Posted By: NITRC ADMIN - Sep 10, 2018
Tool/Resource: Journals
Spread of activity following TMS is related to intrinsic resting connectivity to the salience network: A concurrent TMS-fMRI study. Cortex. 2018 Jul 30;108:160-172 Authors: Hawco C, Voineskos AN, Steeves JKE, Dickie EW, Viviano JD, Downar J, Blumberger DM, Daskalakis ZJ Abstract
Transcranial magnetic stimulation (TMS) modulates activity at local and regions distal to the site of simulation. TMS has also been found to modulate brain networks, and it has been hypothesized that functional connectivity may predict the neuronal changes at local and distal sites in response to a TMS pulse. However, a direct relationship between resting connectivity and change in TMS-induced brain activation has yet to be demonstrated.

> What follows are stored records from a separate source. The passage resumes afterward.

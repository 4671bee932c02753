//! Rigid bodies.
//!
//! A `Body` is the authoritative pose of one simulated object. Visual
//! proxies only ever read from it.

use bevy::math::{Mat3, Quat, Vec3};

/// Stable identifier of a body inside one `PhysicsWorld`.
#[derive(Clone, Copy, Debug, PartialEq, Eq, Hash, PartialOrd, Ord)]
pub struct BodyHandle(pub(crate) u32);

/// Identifier of a surface material, used to look up contact materials.
#[derive(Clone, Copy, Debug, PartialEq, Eq, Hash, PartialOrd, Ord)]
pub struct MaterialId(pub(crate) u32);

#[derive(Clone, Copy, Debug, PartialEq)]
pub enum Shape {
    Sphere { radius: f32 },
    Box { half_extents: Vec3 },
    /// Infinite plane through the body origin with local normal +Z.
    Plane,
}

impl Shape {
    /// Diagonal inertia tensor in body space.
    pub fn inertia(&self, mass: f32) -> Vec3 {
        if mass <= 0.0 {
            return Vec3::ZERO;
        }
        match *self {
            Shape::Sphere { radius } => Vec3::splat(0.4 * mass * radius * radius),
            Shape::Box { half_extents } => {
                let e = half_extents * 2.0;
                let factor = mass / 12.0;
                Vec3::new(
                    factor * (e.y * e.y + e.z * e.z),
                    factor * (e.x * e.x + e.z * e.z),
                    factor * (e.x * e.x + e.y * e.y),
                )
            }
            Shape::Plane => Vec3::ZERO,
        }
    }
}

#[derive(Clone, Copy, Debug, PartialEq, Eq, Default)]
pub enum SleepState {
    #[default]
    Awake,
    Sleepy,
    Sleeping,
}

#[derive(Clone, Debug)]
pub struct Body {
    pub shape: Shape,
    pub mass: f32,
    pub position: Vec3,
    pub orientation: Quat,
    pub velocity: Vec3,
    pub angular_velocity: Vec3,
    pub material: Option<MaterialId>,
    pub linear_damping: f32,
    pub angular_damping: f32,
    pub(crate) inv_mass: f32,
    pub(crate) inv_inertia: Vec3,
    pub(crate) sleep_state: SleepState,
    pub(crate) sleepy_since: f32,
    pub(crate) wake_after_narrowphase: bool,
    pub(crate) collision_listener: bool,
}

impl Body {
    /// Mass 0 makes the body static.
    pub fn new(shape: Shape, mass: f32) -> Self {
        let mass = mass.max(0.0);
        let inv_mass = if mass > 0.0 { 1.0 / mass } else { 0.0 };
        let inertia = shape.inertia(mass);
        let inv_inertia = Vec3::new(
            if inertia.x > 0.0 { 1.0 / inertia.x } else { 0.0 },
            if inertia.y > 0.0 { 1.0 / inertia.y } else { 0.0 },
            if inertia.z > 0.0 { 1.0 / inertia.z } else { 0.0 },
        );
        let damping = if mass > 0.0 { 0.01 } else { 0.0 };

        Self {
            shape,
            mass,
            position: Vec3::ZERO,
            orientation: Quat::IDENTITY,
            velocity: Vec3::ZERO,
            angular_velocity: Vec3::ZERO,
            material: None,
            linear_damping: damping,
            angular_damping: damping,
            inv_mass,
            inv_inertia,
            sleep_state: SleepState::Awake,
            sleepy_since: 0.0,
            wake_after_narrowphase: false,
            collision_listener: false,
        }
    }

    pub fn with_position(mut self, position: Vec3) -> Self {
        self.position = position;
        self
    }

    pub fn with_orientation(mut self, orientation: Quat) -> Self {
        self.orientation = orientation;
        self
    }

    pub fn with_material(mut self, material: MaterialId) -> Self {
        self.material = Some(material);
        self
    }

    pub fn is_dynamic(&self) -> bool {
        self.inv_mass > 0.0
    }

    pub fn sleep_state(&self) -> SleepState {
        self.sleep_state
    }

    pub fn is_sleeping(&self) -> bool {
        self.sleep_state == SleepState::Sleeping
    }

    pub fn wake_up(&mut self) {
        self.sleep_state = SleepState::Awake;
        self.wake_after_narrowphase = false;
    }

    pub fn has_collision_listener(&self) -> bool {
        self.collision_listener
    }

    /// Velocity of the material point at `offset` from the center of mass.
    pub fn velocity_at(&self, offset: Vec3) -> Vec3 {
        self.velocity + self.angular_velocity.cross(offset)
    }

    /// Inverse inertia tensor in world space.
    pub fn world_inv_inertia(&self) -> Mat3 {
        let rot = Mat3::from_quat(self.orientation);
        rot * Mat3::from_diagonal(self.inv_inertia) * rot.transpose()
    }

    /// Apply an impulse at `offset` from the center of mass.
    pub fn apply_impulse(&mut self, impulse: Vec3, offset: Vec3) {
        if !self.is_dynamic() {
            return;
        }
        self.velocity += impulse * self.inv_mass;
        self.angular_velocity += self.world_inv_inertia() * offset.cross(impulse);
    }

    /// Inverse mass seen by the contact solver. Sleeping bodies are
    /// immovable until woken.
    pub(crate) fn solver_inv_mass(&self) -> f32 {
        if self.is_sleeping() {
            0.0
        } else {
            self.inv_mass
        }
    }

    pub(crate) fn solver_inv_inertia(&self) -> Mat3 {
        if self.is_sleeping() {
            Mat3::ZERO
        } else {
            self.world_inv_inertia()
        }
    }

    pub(crate) fn speed_squared(&self) -> f32 {
        self.velocity.length_squared() + self.angular_velocity.length_squared()
    }

    /// Plane normal and offset in world space. Only meaningful for planes.
    pub(crate) fn plane(&self) -> (Vec3, f32) {
        let normal = self.orientation * Vec3::Z;
        (normal, normal.dot(self.position))
    }
}

#[cfg(test)]
mod tests {
    use super::*;

    #[test]
    fn zero_mass_is_static() {
        let body = Body::new(Shape::Plane, 0.0);
        assert!(!body.is_dynamic());
        assert_eq!(body.inv_mass, 0.0);
        assert_eq!(body.inv_inertia, Vec3::ZERO);
    }

    #[test]
    fn impulse_on_static_body_is_ignored() {
        let mut body = Body::new(Shape::Sphere { radius: 1.0 }, 0.0);
        body.apply_impulse(Vec3::X * 10.0, Vec3::Y);
        assert_eq!(body.velocity, Vec3::ZERO);
        assert_eq!(body.angular_velocity, Vec3::ZERO);
    }

    #[test]
    fn off_center_impulse_spins_the_body() {
        let mut body = Body::new(Shape::Sphere { radius: 1.0 }, 1.0);
        body.apply_impulse(Vec3::X, Vec3::Y);
        assert_eq!(body.velocity, Vec3::X);
        // r x J = Y x X = -Z
        assert!(body.angular_velocity.z < 0.0);
    }

    #[test]
    fn box_inertia_matches_solid_cuboid() {
        let inertia = Shape::Box {
            half_extents: Vec3::new(0.5, 1.0, 1.5),
        }
        .inertia(12.0);
        assert_eq!(inertia, Vec3::new(4.0 + 9.0, 1.0 + 9.0, 1.0 + 4.0));
    }

    #[test]
    fn rotated_plane_faces_up() {
        let floor = Body::new(Shape::Plane, 0.0).with_orientation(Quat::from_axis_angle(
            Vec3::NEG_X,
            std::f32::consts::FRAC_PI_2,
        ));
        let (normal, offset) = floor.plane();
        assert!((normal - Vec3::Y).length() < 1e-6);
        assert_eq!(offset, 0.0);
    }
}
//! Builds sphere and box entities.

use std::sync::Arc;

use bevy::color::Color;
use bevy::log::debug;
use bevy::math::Vec3;
use bevy::prelude::Transform;

use crate::error::SpawnError;
use crate::physics::{Body, MaterialId, PhysicsWorld, Shape};
use crate::registry::{EntityPairId, EntityRegistry};
use crate::scene::{Geometry, SceneGraph, SurfaceMaterial, VisualProxy};

/// Mass given to every spawned body, whatever its size.
pub const SPAWN_MASS: f32 = 1.0;

#[derive(Clone, Copy, Debug, PartialEq)]
pub enum ShapeSpec {
    Sphere { radius: f32 },
    Box { width: f32, height: f32, depth: f32 },
}

impl ShapeSpec {
    pub fn validate(&self) -> Result<(), SpawnError> {
        let dims: &[(&'static str, f32)] = match self {
            ShapeSpec::Sphere { radius } => &[("radius", *radius)],
            ShapeSpec::Box {
                width,
                height,
                depth,
            } => &[("width", *width), ("height", *height), ("depth", *depth)],
        };
        for &(name, value) in dims {
            if !(value.is_finite() && value > 0.0) {
                return Err(SpawnError::InvalidDimension { name, value });
            }
        }
        Ok(())
    }

    fn physics_shape(&self) -> Shape {
        match *self {
            ShapeSpec::Sphere { radius } => Shape::Sphere { radius },
            ShapeSpec::Box {
                width,
                height,
                depth,
            } => Shape::Box {
                half_extents: Vec3::new(width, height, depth) * 0.5,
            },
        }
    }

    /// Scale applied to the shared unit geometry.
    fn scale(&self) -> Vec3 {
        match *self {
            ShapeSpec::Sphere { radius } => Vec3::splat(radius),
            ShapeSpec::Box {
                width,
                height,
                depth,
            } => Vec3::new(width, height, depth),
        }
    }
}

/// Geometry and materials built once and shared by every spawned proxy.
#[derive(Clone)]
pub struct SharedAssets {
    pub unit_sphere: Arc<Geometry>,
    pub unit_box: Arc<Geometry>,
    pub surface: Arc<SurfaceMaterial>,
    pub floor: Arc<Geometry>,
    pub floor_surface: Arc<SurfaceMaterial>,
}

impl SharedAssets {
    pub fn new(floor_size: f32) -> Self {
        Self {
            unit_sphere: Arc::new(Geometry::Sphere {
                radius: 1.0,
                width_segments: 32,
                height_segments: 32,
            }),
            unit_box: Arc::new(Geometry::Box {
                width: 1.0,
                height: 1.0,
                depth: 1.0,
            }),
            surface: Arc::new(SurfaceMaterial::default()),
            floor: Arc::new(Geometry::Plane {
                width: floor_size,
                height: floor_size,
            }),
            floor_surface: Arc::new(SurfaceMaterial {
                base_color: Color::srgb_u8(0x77, 0x77, 0x77),
                ..SurfaceMaterial::default()
            }),
        }
    }
}

pub struct SpawnFactory {
    assets: SharedAssets,
    material: MaterialId,
    limit: Option<usize>,
}

impl SpawnFactory {
    /// `material` is the physics material every spawned body carries.
    pub fn new(assets: SharedAssets, material: MaterialId, limit: Option<usize>) -> Self {
        Self {
            assets,
            material,
            limit,
        }
    }

    pub fn assets(&self) -> &SharedAssets {
        &self.assets
    }

    pub fn limit(&self) -> Option<usize> {
        self.limit
    }

    pub fn set_limit(&mut self, limit: Option<usize>) {
        self.limit = limit;
    }

    /// Validates, then registers the body (with a collision listener), the
    /// visual node and the registry entry. On error nothing is registered.
    pub fn spawn(
        &self,
        shape: ShapeSpec,
        position: Vec3,
        world: &mut PhysicsWorld,
        scene: &mut SceneGraph,
        registry: &mut EntityRegistry,
    ) -> Result<EntityPairId, SpawnError> {
        shape.validate()?;
        if !position.is_finite() {
            return Err(SpawnError::NonFinitePosition);
        }
        if let Some(limit) = self.limit {
            if registry.len() >= limit {
                return Err(SpawnError::CapacityReached { limit });
            }
        }

        let geometry = match shape {
            ShapeSpec::Sphere { .. } => &self.assets.unit_sphere,
            ShapeSpec::Box { .. } => &self.assets.unit_box,
        };
        let mut proxy = VisualProxy::new(
            geometry.clone(),
            self.assets.surface.clone(),
            Transform::from_translation(position).with_scale(shape.scale()),
        );
        proxy.cast_shadow = true;

        let body = Body::new(shape.physics_shape(), SPAWN_MASS)
            .with_position(position)
            .with_material(self.material);
        let handle = world.add_body(body);
        world.set_collision_listener(handle, true);
        let node = scene.add(proxy);
        let id = registry.insert(handle, node);

        debug!("spawned {id:?} {shape:?} at {position}");
        Ok(id)
    }

    pub fn spawn_sphere(
        &self,
        radius: f32,
        position: Vec3,
        world: &mut PhysicsWorld,
        scene: &mut SceneGraph,
        registry: &mut EntityRegistry,
    ) -> Result<EntityPairId, SpawnError> {
        self.spawn(ShapeSpec::Sphere { radius }, position, world, scene, registry)
    }

    #[allow(clippy::too_many_arguments)]
    pub fn spawn_box(
        &self,
        width: f32,
        height: f32,
        depth: f32,
        position: Vec3,
        world: &mut PhysicsWorld,
        scene: &mut SceneGraph,
        registry: &mut EntityRegistry,
    ) -> Result<EntityPairId, SpawnError> {
        self.spawn(
            ShapeSpec::Box {
                width,
                height,
                depth,
            },
            position,
            world,
            scene,
            registry,
        )
    }
}
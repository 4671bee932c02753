//! Render-side scene graph.
//!
//! Holds one `VisualProxy` per drawable object. Geometry and materials are
//! immutable templates shared between proxies through `Arc`; per-instance
//! size goes through the proxy's scale.

use std::collections::HashMap;
use std::sync::Arc;

use bevy::color::Color;
use bevy::prelude::Transform;

use crate::physics::Body;

#[derive(Clone, Copy, Debug, PartialEq)]
pub enum Geometry {
    Sphere {
        radius: f32,
        width_segments: u32,
        height_segments: u32,
    },
    Box {
        width: f32,
        height: f32,
        depth: f32,
    },
    /// Flat rectangle in the local XY plane, facing +Z.
    Plane { width: f32, height: f32 },
}

#[derive(Clone, Copy, Debug, PartialEq)]
pub struct SurfaceMaterial {
    pub base_color: Color,
    pub metalness: f32,
    pub roughness: f32,
    pub env_map_intensity: f32,
}

impl Default for SurfaceMaterial {
    fn default() -> Self {
        Self {
            base_color: Color::WHITE,
            metalness: 0.3,
            roughness: 0.4,
            env_map_intensity: 0.5,
        }
    }
}

#[derive(Clone, Copy, Debug, PartialEq, Eq, Hash, PartialOrd, Ord)]
pub struct NodeId(u32);

#[derive(Clone, Debug)]
pub struct VisualProxy {
    geometry: Arc<Geometry>,
    material: Arc<SurfaceMaterial>,
    transform: Transform,
    pub cast_shadow: bool,
    pub receive_shadow: bool,
}

impl VisualProxy {
    pub fn new(geometry: Arc<Geometry>, material: Arc<SurfaceMaterial>, transform: Transform) -> Self {
        Self {
            geometry,
            material,
            transform,
            cast_shadow: false,
            receive_shadow: false,
        }
    }

    pub fn geometry(&self) -> &Arc<Geometry> {
        &self.geometry
    }

    pub fn material(&self) -> &Arc<SurfaceMaterial> {
        &self.material
    }

    pub fn transform(&self) -> &Transform {
        &self.transform
    }

    /// Copies the body's pose verbatim. Scale is untouched.
    pub(crate) fn sync_from(&mut self, body: &Body) {
        self.transform.translation = body.position;
        self.transform.rotation = body.orientation;
    }
}

#[derive(Default)]
pub struct SceneGraph {
    nodes: Vec<VisualProxy>,
    ids: Vec<NodeId>,
    index: HashMap<NodeId, usize>,
    next_id: u32,
}

impl SceneGraph {
    pub fn new() -> Self {
        Self::default()
    }

    pub fn add(&mut self, proxy: VisualProxy) -> NodeId {
        let id = NodeId(self.next_id);
        self.next_id += 1;
        self.index.insert(id, self.nodes.len());
        self.nodes.push(proxy);
        self.ids.push(id);
        id
    }

    pub fn remove(&mut self, id: NodeId) -> Option<VisualProxy> {
        let i = self.index.remove(&id)?;
        let proxy = self.nodes.swap_remove(i);
        self.ids.swap_remove(i);
        if let Some(&moved) = self.ids.get(i) {
            self.index.insert(moved, i);
        }
        Some(proxy)
    }

    pub fn get(&self, id: NodeId) -> Option<&VisualProxy> {
        self.index.get(&id).map(|&i| &self.nodes[i])
    }

    pub(crate) fn get_mut(&mut self, id: NodeId) -> Option<&mut VisualProxy> {
        self.index.get(&id).map(|&i| &mut self.nodes[i])
    }

    pub fn contains(&self, id: NodeId) -> bool {
        self.index.contains_key(&id)
    }

    pub fn len(&self) -> usize {
        self.nodes.len()
    }

    pub fn is_empty(&self) -> bool {
        self.nodes.is_empty()
    }

    pub fn iter(&self) -> impl Iterator<Item = (NodeId, &VisualProxy)> {
        self.ids.iter().copied().zip(self.nodes.iter())
    }
}

#[cfg(test)]
mod tests {
    use super::*;
    use bevy::math::{Quat, Vec3};

    fn proxy(geometry: &Arc<Geometry>, material: &Arc<SurfaceMaterial>) -> VisualProxy {
        VisualProxy::new(geometry.clone(), material.clone(), Transform::IDENTITY)
    }

    #[test]
    fn proxies_share_templates() {
        let geometry = Arc::new(Geometry::Box {
            width: 1.0,
            height: 1.0,
            depth: 1.0,
        });
        let material = Arc::new(SurfaceMaterial::default());
        let mut scene = SceneGraph::new();
        let a = scene.add(proxy(&geometry, &material));
        let b = scene.add(proxy(&geometry, &material));

        assert!(Arc::ptr_eq(
            scene.get(a).unwrap().geometry(),
            scene.get(b).unwrap().geometry()
        ));
        assert_eq!(Arc::strong_count(&geometry), 3);

        scene.remove(a);
        scene.remove(b);
        assert!(scene.is_empty());
        assert_eq!(Arc::strong_count(&geometry), 1);
    }

    #[test]
    fn sync_keeps_scale() {
        let geometry = Arc::new(Geometry::Sphere {
            radius: 1.0,
            width_segments: 32,
            height_segments: 32,
        });
        let mut proxy = VisualProxy::new(
            geometry,
            Arc::new(SurfaceMaterial::default()),
            Transform::from_scale(Vec3::splat(0.25)),
        );
        let body = crate::physics::Body::new(crate::physics::Shape::Sphere { radius: 0.25 }, 1.0)
            .with_position(Vec3::new(1.0, 2.0, 3.0))
            .with_orientation(Quat::from_rotation_y(0.3));
        proxy.sync_from(&body);

        assert_eq!(proxy.transform().translation, body.position);
        assert_eq!(proxy.transform().rotation, body.orientation);
        assert_eq!(proxy.transform().scale, Vec3::splat(0.25));
    }

    #[test]
    fn ids_survive_removal_of_others() {
        let geometry = Arc::new(Geometry::Plane {
            width: 10.0,
            height: 10.0,
        });
        let material = Arc::new(SurfaceMaterial::default());
        let mut scene = SceneGraph::new();
        let ids: Vec<NodeId> = (0..4).map(|_| scene.add(proxy(&geometry, &material))).collect();
        scene.remove(ids[1]);
        assert!(!scene.contains(ids[1]));
        assert!(ids.iter().filter(|&&id| id != ids[1]).all(|&id| scene.contains(id)));
        assert_eq!(scene.iter().count(), 3);
    }
}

Concurrent TMS-fMRI is a technique to directly measure this spread activity following TMS in real time. In twenty-two participants, resting-state fMRI scans were acquired, followed by four ten minute sessions of concurrent TMS-fMRI over the left dorsolateral prefrontal cortex (DLPFC). Seed-based functional connectivity to the individualized TMS target was examined using the baseline resting fMRI scan data, and the change of activity resulting from TMS was determined using a general linear model (High vs Low intensity TMS). While at the group level the spatial pattern of resting connectivity related to the pattern of TMS-induced cortical changes, there was substantial variability across individuals. This variability was further probed by examining individual's connectivity from the TMS target to six resting state networks. Only connectivity between the salience network (SN) and the TMS target site correlated with the RSC-TMS score. This suggests that resting state connectivity is correlated with TMS-induced changes in activity following DLPFC stimulation, particularly when the DLPFC target interacts with the SN. These results highlight the importance of examining such relationships at the individual level and may help to guide individual treatment in clinical populations.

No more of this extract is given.